SONCAP, Form M & PAAR — Complete Nigeria Import Certification Guide 2026

📅 June 3, 2026 ✍️ Tommy — JH Hardware (10 Years Exporting to Africa) 🏷️ SONCAP , Form M , PAAR , Nigeria customs , import certification , Apapa port , Nigeria clearance , import guide

SONCAP, Form M & PAAR — Complete Nigeria Import Certification Guide 2026

By Tommy — 10 years exporting door hardware to Nigeria. Founder of SOLA Hardware / JH Hardware.


Let me start with a story that still makes me wince.

A few years ago, a customer from Onitsha — let’s call him Mr. Okafor — placed his first order with us. Twenty thousand dollars worth of mortise locks and door handles. He was excited. We shipped on time, the container arrived at Apapa in 35 days. Smooth sailing.

Then the calls started.

“Tommy, my clearing agent says there’s a problem with SONCAP.”

“Tommy, the bank says I didn’t file Form M correctly.”

“Tommy, customs is demanding ₦4 million in penalties.”

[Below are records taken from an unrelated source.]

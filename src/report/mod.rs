use std::time::Duration;

use anyhow::{bail, Context, Result};
use serde::{Deserialize, Serialize};
use tokio::io::{AsyncReadExt, AsyncWriteExt};
use tokio::net::TcpStream;
use tokio::time::timeout;
use tracing::{debug, warn};

use crate::config::AppConfig;
use crate::poller::{ErrorCode, PollResult};

const TRAPPER_HEADER: &[u8; 5] = b"ZBXD\x01";

/// Ключ LLD правила на стороне Zabbix
const LLD_KEY: &str = "bfd.session.lld";

/// Запись низкоуровневого обнаружения одной BFD сессии
#[derive(Debug, Clone, PartialEq, Serialize, Deserialize)]
pub struct DiscoveryRecord {
    #[serde(rename = "{#BFD.SESSION.ID}")]
    pub session_id: String,
    #[serde(rename = "{#BFD.SESSION.IP}")]
    pub neighbor: String,
    #[serde(rename = "{#BFD.SESSION.OK}")]
    pub session_ok: String,
    #[serde(rename = "{#BFD.SESSION.BAD}")]
    pub session_bad: String,
}

#[derive(Debug, Clone, Serialize)]
struct TrapperItem {
    host: String,
    key: String,
    value: String,
}

#[derive(Debug, Serialize)]
struct TrapperRequest<'a> {
    request: &'static str,
    data: &'a [TrapperItem],
}

/// Ответ trapper сервера
#[derive(Debug, Deserialize)]
pub struct TrapperResponse {
    pub response: String,
    #[serde(default)]
    pub info: String,
}

/// Отправитель данных в Zabbix trapper по бинарному протоколу
/// ZBXD + длина + JSON
pub struct TrapperSender {
    server: String,
    port: u16,
    timeout: Duration,
}

impl TrapperSender {
    pub fn new(config: &AppConfig) -> Self {
        Self {
            server: config.trapper_server(),
            port: config.trapper_port(),
            timeout: config.trapper_timeout(),
        }
    }

    /// Отправляет набор ключ-значение для одного хоста
    pub async fn send_items(&self, host: &str, items: &[(String, String)]) -> Result<TrapperResponse> {
        let data: Vec<TrapperItem> = items
            .iter()
            .map(|(key, value)| TrapperItem {
                host: host.to_string(),
                key: key.clone(),
                value: value.clone(),
            })
            .collect();
        self.send(&data).await
    }

    /// Отправляет discovery список: значение ключа — JSON массив записей
    pub async fn send_lld(&self, host: &str, records: &[DiscoveryRecord]) -> Result<TrapperResponse> {
        let value =
            serde_json::to_string(records).context("Не удалось сериализовать LLD данные")?;
        let data = vec![TrapperItem {
            host: host.to_string(),
            key: LLD_KEY.to_string(),
            value,
        }];
        self.send(&data).await
    }

    async fn send(&self, data: &[TrapperItem]) -> Result<TrapperResponse> {
        let payload = serde_json::to_vec(&TrapperRequest {
            request: "sender data",
            data,
        })
        .context("Не удалось сериализовать trapper запрос")?;

        let mut frame = Vec::with_capacity(13 + payload.len());
        frame.extend_from_slice(TRAPPER_HEADER);
        frame.extend_from_slice(&(payload.len() as u64).to_le_bytes());
        frame.extend_from_slice(&payload);

        let exchange = async {
            let mut stream = TcpStream::connect((self.server.as_str(), self.port))
                .await
                .context("Не удалось подключиться к Zabbix trapper")?;
            stream
                .write_all(&frame)
                .await
                .context("Не удалось отправить trapper фрейм")?;

            let mut header = [0u8; 13];
            stream
                .read_exact(&mut header)
                .await
                .context("Не удалось прочитать заголовок ответа trapper")?;
            if &header[..5] != TRAPPER_HEADER {
                bail!("Неожиданный заголовок ответа trapper");
            }
            let mut length = [0u8; 8];
            length.copy_from_slice(&header[5..13]);
            let length = u64::from_le_bytes(length) as usize;

            let mut body = vec![0u8; length];
            stream
                .read_exact(&mut body)
                .await
                .context("Не удалось прочитать тело ответа trapper")?;
            serde_json::from_slice(&body).context("Не удалось распарсить ответ trapper")
        };

        match timeout(self.timeout, exchange).await {
            Ok(result) => result,
            Err(_) => bail!("Таймаут отправки в Zabbix trapper"),
        }
    }
}

/// Отправляет все три вида данных одного опроса: items с интерфейсами,
/// discovery список и финальные state + summary значения.
/// Сбои отправки логируются и не прерывают завершение процесса.
pub async fn submit(sender: &TrapperSender, host: &str, result: &PollResult) {
    if !result.interfaces.is_empty() {
        let items: Vec<(String, String)> = result
            .interfaces
            .iter()
            .flat_map(|f| {
                [
                    (format!("name[{}]", f.neighbor), f.interface.clone()),
                    (format!("description[{}]", f.neighbor), f.description.clone()),
                ]
            })
            .collect();
        match sender.send_items(host, &items).await {
            Ok(reply) => debug!(info = %reply.info, "Интерфейсы отправлены"),
            Err(e) => warn!(error = %e, "Не удалось отправить данные интерфейсов"),
        }
    }

    match sender.send_lld(host, &result.discovery).await {
        Ok(reply) => debug!(info = %reply.info, "Discovery отправлен"),
        Err(e) => warn!(error = %e, "Не удалось отправить discovery данные"),
    }

    let mut items: Vec<(String, String)> = result
        .state
        .iter()
        .map(|(neighbor, code)| (format!("state[{}]", neighbor), code.to_string()))
        .collect();

    let mut errors = result.errors.clone();
    if let ErrorCode::Other(message) = &result.error {
        errors.push(message.clone());
    }
    items.push(("bfd.script.error".to_string(), errors.join("\n")));
    items.push((
        "bfd.timeout.error".to_string(),
        result.error.timeout_flag().to_string(),
    ));
    items.push((
        "bfd.auth.error".to_string(),
        result.error.auth_flag().to_string(),
    ));

    match sender.send_items(host, &items).await {
        Ok(reply) => debug!(info = %reply.info, "Состояние отправлено"),
        Err(e) => warn!(error = %e, "Не удалось отправить состояние"),
    }
}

What happened? Mr. Okafor had bought from another supplier before us — a “cheaper” one — and that supplier hadn’t given him proper SONCAP documentation. He’d also filed his Form M with the wrong product description. The container sat at Apapa for 73 days. Storage fees piled up. Customs fines piled up. In the end, his “$20,000 container” cost him nearly $35,000 by the time it cleared.

He called me after it was all sorted. “Tommy,” he said, “I should have asked you first. I thought I was saving money by doing it myself.”

I’ve seen this story play out dozens of times over the last 10 years. The paperwork — SONCAP, Form M, PAAR — is not complicated once you understand it. But get one detail wrong, and your container can rot at Apapa while you burn through cash.

This guide is everything I’ve learned about getting your hardware into Nigeria legally, without the headaches.


What Is SONCAP and Why Nigerian Customs Requires It

SONCAP stands for Standard Organization of Nigeria Conformity Assessment Program. It’s a mandatory certification that proves your products meet Nigerian industrial standards (NIS).

Think of it as Nigeria’s version of CE marking in Europe or UL certification in the US. Without it, Nigerian customs will not release your goods. Period.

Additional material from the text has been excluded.